Sortie salles France: 12 Décembre 2012. U.S: 20 Janvier 2012 (à Sundance). 27 Juin 2012 (nationale)

Récompenses: Grand Prix du Jury au Festival de Deauville, 2012
Prix de la révélation Cartier au Festival de Deauville, 2012
Grand Prix du Jury à Benh Zeitlin au Festival du film de Sundance
Caméra d'Or au Festival de Cannes, 2012
Prix FIPRESCI décerné par le jury d'Un certain regard au Festival de Cannes, 2012
Prix du Jury oecuménique (mention spéciale) au Festival de Cannes, 2012
Prix Regard Jeune au Festival de Cannes, 2012
Prix du Meilleur Premier Film au Festival International du film de Stockholm

FILMOGRAPHIE: Benh Zeitlin est un réalisateur, scénariste, compositeur américain, né à New-York.
2012: Les bêtes du Sud Sauvage


Comment entamer une critique concrète après avoir vécu un tel moment de grâce ! Ou plutôt comment se remettre d'un feu d'artifice flamboyant, maelstrom d'émotions où la notion de réalité est transcendée par la chimère d'un conte existentiel ! Sortir de la projection des Bêtes du sud sauvage est une tâche difficile tant le réalisateur a réussi à nous immerger de façon sensitive dans l'introspection utopique d'une fillette de 6 ans. D'une imagination sans égale, son vocabulaire créatif et visionnaire nous extériorise des instants épiques sur le destin des aurochs ou prodigieux par la présence fantasmatique de sa reine mère. Originaire du Bayou de Louisiane, Hushpuppy vit en précarité avec son père autoritaire dans une cabane décharnée. Un jour, un désastre écologique les contraint de fuir leur contrée reculée. Sur leur chemin d'une rivière morne, des aides humanitaires leur prêtent main forte au moment même où le paternel semble souffrir d'une grave pathologie. Démunie mais débordante de foi et de bravoure que son père lui a sévèrement inculqué, Hushpuppy part à la recherche de sa mère disparue mais aussi à la reconquête d'une terre nouvelle.

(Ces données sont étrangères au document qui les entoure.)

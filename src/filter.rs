//! Record filter seam for host pipelines.
//!
//! A pipeline stage hands each record to a [`RecordFilter`] and forwards
//! whatever comes back. [`FilterChain`] runs several filters in order.

use crate::typecast::Typecaster;
use crate::value::Value;
use std::sync::Arc;

/// Name under which the typecaster registers itself.
pub const AUTO_TYPECAST: &str = "auto_typecast";

/// Trait for record filters
pub trait RecordFilter: Send + Sync {
    /// Filter one record
    fn filter(&self, record: Value) -> Value;

    /// Name used in logs and filter listings
    fn name(&self) -> &str;
}

impl RecordFilter for Typecaster {
    fn filter(&self, record: Value) -> Value {
        Typecaster::filter(self, record)
    }

    fn name(&self) -> &str {
        AUTO_TYPECAST
    }
}

/// Closure-based filter
pub struct FnFilter<F> {
    name: String,
    func: F,
}

impl<F> FnFilter<F>
where
    F: Fn(Value) -> Value + Send + Sync,
{
    pub fn new(name: impl Into<String>, func: F) -> Self {
        Self {
            name: name.into(),
            func,
        }
    }
}

impl<F> RecordFilter for FnFilter<F>
where
    F: Fn(Value) -> Value + Send + Sync,
{
    fn filter(&self, record: Value) -> Value {
        (self.func)(record)
    }

    fn name(&self) -> &str {
        &self.name
    }
}

/// Ordered chain of record filters
#[derive(Default, Clone)]
pub struct FilterChain {
    filters: Vec<Arc<dyn RecordFilter>>,
}

impl FilterChain {
    /// Create a new empty chain
    pub fn new() -> Self {
        Self::default()
    }

    /// Append a filter
    pub fn add<T: RecordFilter + 'static>(mut self, filter: T) -> Self {
        self.filters.push(Arc::new(filter));
        self
    }

    /// Append an already shared filter
    pub fn add_shared(mut self, filter: Arc<dyn RecordFilter>) -> Self {
        self.filters.push(filter);
        self
    }

    /// Run every filter in order
    pub fn apply(&self, record: Value) -> Value {
        self.filters
            .iter()
            .fold(record, |record, filter| filter.filter(record))
    }

    pub fn len(&self) -> usize {
        self.filters.len()
    }

    pub fn is_empty(&self) -> bool {
        self.filters.is_empty()
    }

    /// Names of the filters in the chain
    pub fn names(&self) -> Vec<&str> {
        self.filters.iter().map(|f| f.name()).collect()
    }
}
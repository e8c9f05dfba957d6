//! Depth-bounded typecast walk over a record.
//!
//! The walk visits maps and lists in order, classifies every entry through
//! [`crate::classifier::classify`] and replaces matching entries in place.
//! The shape of the tree never changes: keys, list lengths and positions are
//! left exactly as they were.

use crate::classifier::classify;
use crate::error::ConfigError;
use crate::value::Value;
use regex::Regex;
use tracing::{debug, trace};

/// `max_depth` value that disables the depth bound.
pub const DISABLED_MAX_DEPTH: usize = 0;

/// Only the root container's own entries are converted by default.
pub const DEFAULT_MAX_DEPTH: usize = 1;

/// Depth at which the root container is visited.
pub const ROOT_DEPTH: usize = 1;

/// Record typecaster.
///
/// Immutable once built, so a single instance can be shared between worker
/// threads that each filter their own records.
#[derive(Debug, Clone)]
pub struct Typecaster {
    max_depth: usize,
    ignore_key_pattern: Option<Regex>,
}

impl Default for Typecaster {
    fn default() -> Self {
        Self::new()
    }
}

impl Typecaster {
    /// Create a typecaster with the default depth and no ignored keys.
    pub fn new() -> Self {
        Self {
            max_depth: DEFAULT_MAX_DEPTH,
            ignore_key_pattern: None,
        }
    }

    pub fn builder() -> TypecasterBuilder {
        TypecasterBuilder::default()
    }

    /// Configured depth bound; `0` means unlimited.
    pub fn max_depth(&self) -> usize {
        self.max_depth
    }

    pub fn ignore_key_pattern(&self) -> Option<&str> {
        self.ignore_key_pattern.as_ref().map(|re| re.as_str())
    }

    /// Typecast a record and hand it back.
    pub fn filter(&self, mut record: Value) -> Value {
        self.apply(&mut record);
        record
    }

    /// Typecast a record in place.
    ///
    /// Returns the number of entries whose value changed. A scalar record
    /// is left alone: scalars are only converted as entries of a container.
    pub fn apply(&self, record: &mut Value) -> usize {
        let converted = self.walk(record, ROOT_DEPTH);
        debug!(converted, root = record.kind(), "typecast record");
        converted
    }

    /// Walk `node`, which sits at container depth `depth`.
    ///
    /// Entries of a container within the bound are converted even when the
    /// bound stops the walk from entering their own children.
    pub fn walk(&self, node: &mut Value, depth: usize) -> usize {
        if self.beyond_max_depth(depth) {
            return 0;
        }

        match node {
            Value::Map(map) => map
                .iter_mut()
                .map(|(key, value)| self.transform(key, value, depth))
                .sum(),
            Value::List(items) => items
                .iter_mut()
                .enumerate()
                .map(|(index, value)| self.transform(&index.to_string(), value, depth))
                .sum(),
            Value::Null
            | Value::Bool(_)
            | Value::Int(_)
            | Value::Float(_)
            | Value::String(_)
            | Value::Timestamp(_)
            | Value::Binary(_) => 0,
        }
    }

    fn transform(&self, key: &str, value: &mut Value, depth: usize) -> usize {
        let mut converted = 0;

        if !self.is_ignored(key) {
            let replacement = value
                .scalar_text()
                .and_then(|text| classify(&text).into_value());

            if let Some(replacement) = replacement {
                if replacement != *value {
                    trace!(key, depth, from = value.kind(), to = replacement.kind(), "typecast entry");
                    *value = replacement;
                    converted += 1;
                }
            }
        }

        converted + self.walk(value, depth + 1)
    }

    fn beyond_max_depth(&self, depth: usize) -> bool {
        self.max_depth != DISABLED_MAX_DEPTH && self.max_depth < depth
    }

    fn is_ignored(&self, key: &str) -> bool {
        self.ignore_key_pattern
            .as_ref()
            .map_or(false, |re| re.is_match(key))
    }
}

/// Builder for [`Typecaster`].
#[derive(Debug, Clone)]
pub struct TypecasterBuilder {
    max_depth: usize,
    ignore_key_pattern: Option<String>,
}

impl Default for TypecasterBuilder {
    fn default() -> Self {
        Self {
            max_depth: DEFAULT_MAX_DEPTH,
            ignore_key_pattern: None,
        }
    }
}

impl TypecasterBuilder {
    /// Bound the walk to `depth` container levels; `0` removes the bound.
    pub fn max_depth(mut self, depth: usize) -> Self {
        self.max_depth = depth;
        self
    }

    pub fn unlimited_depth(self) -> Self {
        self.max_depth(DISABLED_MAX_DEPTH)
    }

    /// Leave entries whose key (or list index) matches `pattern` unconverted.
    ///
    /// The pattern is searched anywhere in the key; anchor it to match whole
    /// keys.
    pub fn ignore_key_pattern(mut self, pattern: impl Into<String>) -> Self {
        self.ignore_key_pattern = Some(pattern.into());
        self
    }

    pub fn build(self) -> Result<Typecaster, ConfigError> {
        let ignore_key_pattern = self
            .ignore_key_pattern
            .map(|pattern| {
                Regex::new(&pattern).map_err(|source| ConfigError::InvalidPattern { pattern, source })
            })
            .transpose()?;

        Ok(Typecaster {
            max_depth: self.max_depth,
            ignore_key_pattern,
        })
    }
}
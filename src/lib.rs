//! # auto-typecast: Record Typecast Filter
//!
//! Converts string leaves of a structured record that look like numbers,
//! booleans or null markers into typed values, leaving everything else as
//! it was.
//!
//! ## Features
//!
//! - **Classifier**: fixed literal rules for numeric, boolean and null text
//! - **Depth-bounded walk**: maps and lists are visited up to `maxdepth` levels (0 = unlimited)
//! - **Ignored keys**: entries whose key matches a regex keep their original value
//! - **Filter seam**: plugs into a host pipeline through the `RecordFilter` trait
//!
//! ## Example
//!
//! ```rust
//! use auto_typecast::{Typecaster, Value};
//! use serde_json::json;
//!
//! let caster = Typecaster::builder().unlimited_depth().build().unwrap();
//! let record = Value::from(json!({"k": ["0", "0.1", ["true", "nil"]]}));
//!
//! assert_eq!(caster.filter(record), Value::from(json!({"k": [0, 0.1, [true, null]]})));
//! ```
//!
//! ## Example: config file
//!
//! ```yaml
//! maxdepth: 3
//! ignore_key_regexp: "^(id|zip)$"
//! ```

// Core modules
pub mod value;
pub mod classifier;
pub mod typecast;

// Configuration and errors
pub mod config;
pub mod error;

// Pipeline integration
pub mod filter;
pub mod serialization;

// Re-export key types
pub use value::{Map, Value};
pub use classifier::{classify, Classification, Number};
pub use typecast::{Typecaster, TypecasterBuilder, DEFAULT_MAX_DEPTH, DISABLED_MAX_DEPTH};
pub use config::TypecastConfig;
pub use error::ConfigError;
pub use filter::{FilterChain, FnFilter, RecordFilter, AUTO_TYPECAST};
pub use serialization::{NdjsonReader, NdjsonWriter, SerializationError};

Adapté d'une pièce de théâtre écrite par Lucy Alibar et incarné par des comédiens non professionnels époustouflants de vérité, la première oeuvre de Benh Zeitlin est un hymne universel, un témoignage vibrant sur l'exclusion des défavorisés. Dans une réalisation vertigineuse auscultant la beauté de la nature et sa faune primitive, le réalisateur illusionniste improvise des instants de grâce, des moments fastes de poésie candide à travers les yeux d'une fillette en quête identitaire. Observant avec minutie le monde sauvage qui l'entoure avec sa mentalité florissante, le périple de Hushpuppy est un récit initiatique jalonné d'aventures humaines parmi son ethnie revenue à l'état primitif. Faute d'une société égocentrique évoluant dans une technologie avancée, Ben Zeitlin nous retrace l'existence de ces pèlerins du Sud sauvage livrés à leur propre autonomie car écartés de la pollution des urbanisations. Parqués dans des taudis insalubres où l'alcool coule à flot, ces hommes et ces femmes désoeuvrés n'ont pourtant rien perdu de leur dignité, de leur fierté et leur bravoure pour survivre dans un milieu hostile où les mammifères, les poissons et les crustacés sont une offrande en guise de nutrition. Avec dureté mais aussi une infinie tendresse, les Bêtes du sud sauvage nous illustre notamment l'histoire d'amour entre une oracle infantile et son père castrateur, destinés à s'affronter pour mieux s'accepter et ainsi se chérir.


Le berceau de la vie
Conte métaphysique, cantique à l'écologie, initiation à l'apprentissage, réflexion mystique sur l'instinct primitif entre l'homme et l'animal, histoire d'amour paternelle, Les Bêtes du sud sauvages est une élégie de l'existence déployant une féerie formelle touchée par la candeur. D'une sensibilité à fleur de peau et d'une pudeur viscérale, le parcours lyrique de Hushpuppy est un souffle romanesque, le poème existentiel d'une sauvageonne hurlant sa foi pour mieux prôner l'existence. Plus qu'un chef-d'oeuvre, une leçon d'humanisme, une commémoration à notre instinct de survie, une rage de vivre inébranlable ! Un crève coeur scandé au son d'une mélodie prude où l'illusion du 7è art n'a jamais été aussi faste qu'au sein de sa nature originelle. Un retour au source en somme à nos propres origines ancestrales...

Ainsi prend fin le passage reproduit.